## TASK DETAILS
The answer should be each line from the entries below that has the word "checking" in it.

## DATA RECORDS

// Allow unwrap in tests
#![cfg_attr(test, allow(clippy::unwrap_used))]

//! AST types for the Oberst front end
//!
//! Oberst is a statically typed, modular, block-structured language in the
//! Oberon family. This crate contains the code model the front end produces:
//! foundation types (source locations, module paths), diagnostics, and the
//! node taxonomy for types, named entities, statements and expressions,
//! together with tree walking and pretty printing.
//!
//! The model is a directed graph. Parent-to-child links own their children
//! (`Rc`), child-to-parent and cross links are weak back-pointers (`Weak`),
//! so the graph stays acyclic in the ownership dimension even though it is
//! cyclic in the reference dimension.

pub mod ast;
pub mod error;
pub mod foundation;

// Re-export commonly used types
pub use error::{Diagnostic, DiagnosticFormatter, DiagnosticSink, Diagnostics, ErrorKind, Severity};
pub use foundation::{FileId, Loc, ModPath, SourceFile, SourceMap};

pub use ast::*;
//! Expression and statement checker.
//!
//! After this pass runs over a module, every expression has a type, every
//! identifier occurrence has a resolved target and a role annotation, and
//! every statement is well-formed. Local errors attach the sentinel error
//! type to the offending node and checking continues, so one invocation
//! reports as many findings as possible.
//!
//! Type narrowing for WITH statements and type cases is a stack of
//! (entity, narrowed type) overrides consulted whenever an identifier
//! occurrence is typed.

pub mod compat;
mod expr;
mod stmt;

use crate::resolve::pipeline::CancelFlag;
use crate::resolve::universe::Universe;
use oberst_ast::ast::{NamedKind, NamedRef, TypeRef};
use oberst_ast::error::{Diagnostics, ErrorKind};
use oberst_ast::foundation::Loc;
use std::rc::Rc;
use tracing::debug;

/// Check every expression and statement of a module.
///
/// Cancellation is observed between top-level statements of the module
/// initializer; a cancelled module is discarded by the pipeline.
pub fn check_module(
    module: &NamedRef,
    uni: &Universe,
    diags: &mut Diagnostics,
    cancel: &CancelFlag,
) {
    debug!(module = %module.name, "checking module");
    let mut checker = Checker {
        uni,
        module: module.clone(),
        diags,
        scope: module.clone(),
        ret_ty: None,
        loop_depth: 0,
        narrowed: Vec::new(),
    };
    checker.check_declarations(module);

    if let Some(data) = module.as_module() {
        for stmt in &data.scope.body {
            if cancel.is_cancelled() {
                return;
            }
            checker.check_stmt(stmt);
        }
    }
}

pub(crate) struct Checker<'a> {
    pub(crate) uni: &'a Universe,
    pub(crate) module: NamedRef,
    pub(crate) diags: &'a mut Diagnostics,
    /// Current scope for identifier resolution
    pub(crate) scope: NamedRef,
    /// Declared return type of the procedure being checked
    pub(crate) ret_ty: Option<TypeRef>,
    /// Nesting depth of LOOP statements
    pub(crate) loop_depth: usize,
    /// Narrowing overrides, innermost last
    pub(crate) narrowed: Vec<(NamedRef, TypeRef)>,
}

impl Checker<'_> {
    /// Check the declarations of a scope: constant expressions and the
    /// procedures with their bodies. Module declaration lists include the
    /// receiver procedures missing from the scope name table.
    fn check_declarations(&mut self, owner: &NamedRef) {
        let entities = match owner.as_module() {
            Some(module) => module.decls(),
            None => match owner.scope_data() {
                Some(data) => data.entries(),
                None => return,
            },
        };
        for entity in entities {
            match &entity.kind {
                NamedKind::Const(c) => {
                    if let Some(expr) = c.expr.clone() {
                        self.check_expr(&expr);
                        if !c.val().is_valid() {
                            self.diags.error(
                                ErrorKind::ConstExpected,
                                entity.loc,
                                format!("'{}' is not a compile-time constant", entity.name),
                            );
                            entity.mark_errors();
                        }
                    }
                }
                NamedKind::Procedure(_) => self.check_procedure(&entity),
                _ => {}
            }
        }
    }

    /// Check a procedure: local declarations, then the body under the
    /// procedure's scope and return type.
    fn check_procedure(&mut self, proc: &NamedRef) {
        let saved_scope = std::mem::replace(&mut self.scope, proc.clone());
        let saved_ret = self.ret_ty.take();
        let saved_depth = std::mem::replace(&mut self.loop_depth, 0);

        self.ret_ty = proc
            .ty()
            .and_then(|t| t.as_proc().and_then(|p| p.ret.clone()));

        self.check_declarations(proc);
        if let Some(data) = proc.as_procedure() {
            let body: Vec<_> = data.scope.body.to_vec();
            for stmt in &body {
                self.check_stmt(stmt);
            }
        }

        self.loop_depth = saved_depth;
        self.ret_ty = saved_ret;
        self.scope = saved_scope;
    }

    /// The narrowed static type of an entity, if a WITH or type case is
    /// active for it.
    pub(crate) fn narrowed_ty(&self, entity: &NamedRef) -> Option<TypeRef> {
        self.narrowed
            .iter()
            .rev()
            .find(|(e, _)| Rc::ptr_eq(e, entity))
            .map(|(_, ty)| ty.clone())
    }

    /// Report an error and produce the sentinel type.
    pub(crate) fn err(&mut self, kind: ErrorKind, loc: Loc, message: String) -> TypeRef {
        self.diags.error(kind, loc, message);
        self.uni.error_type()
    }
}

## EXERCISE RESPONSE
//! type to the offending node and checking continues, so one invocation
    debug!(module = %module.name, "checking module");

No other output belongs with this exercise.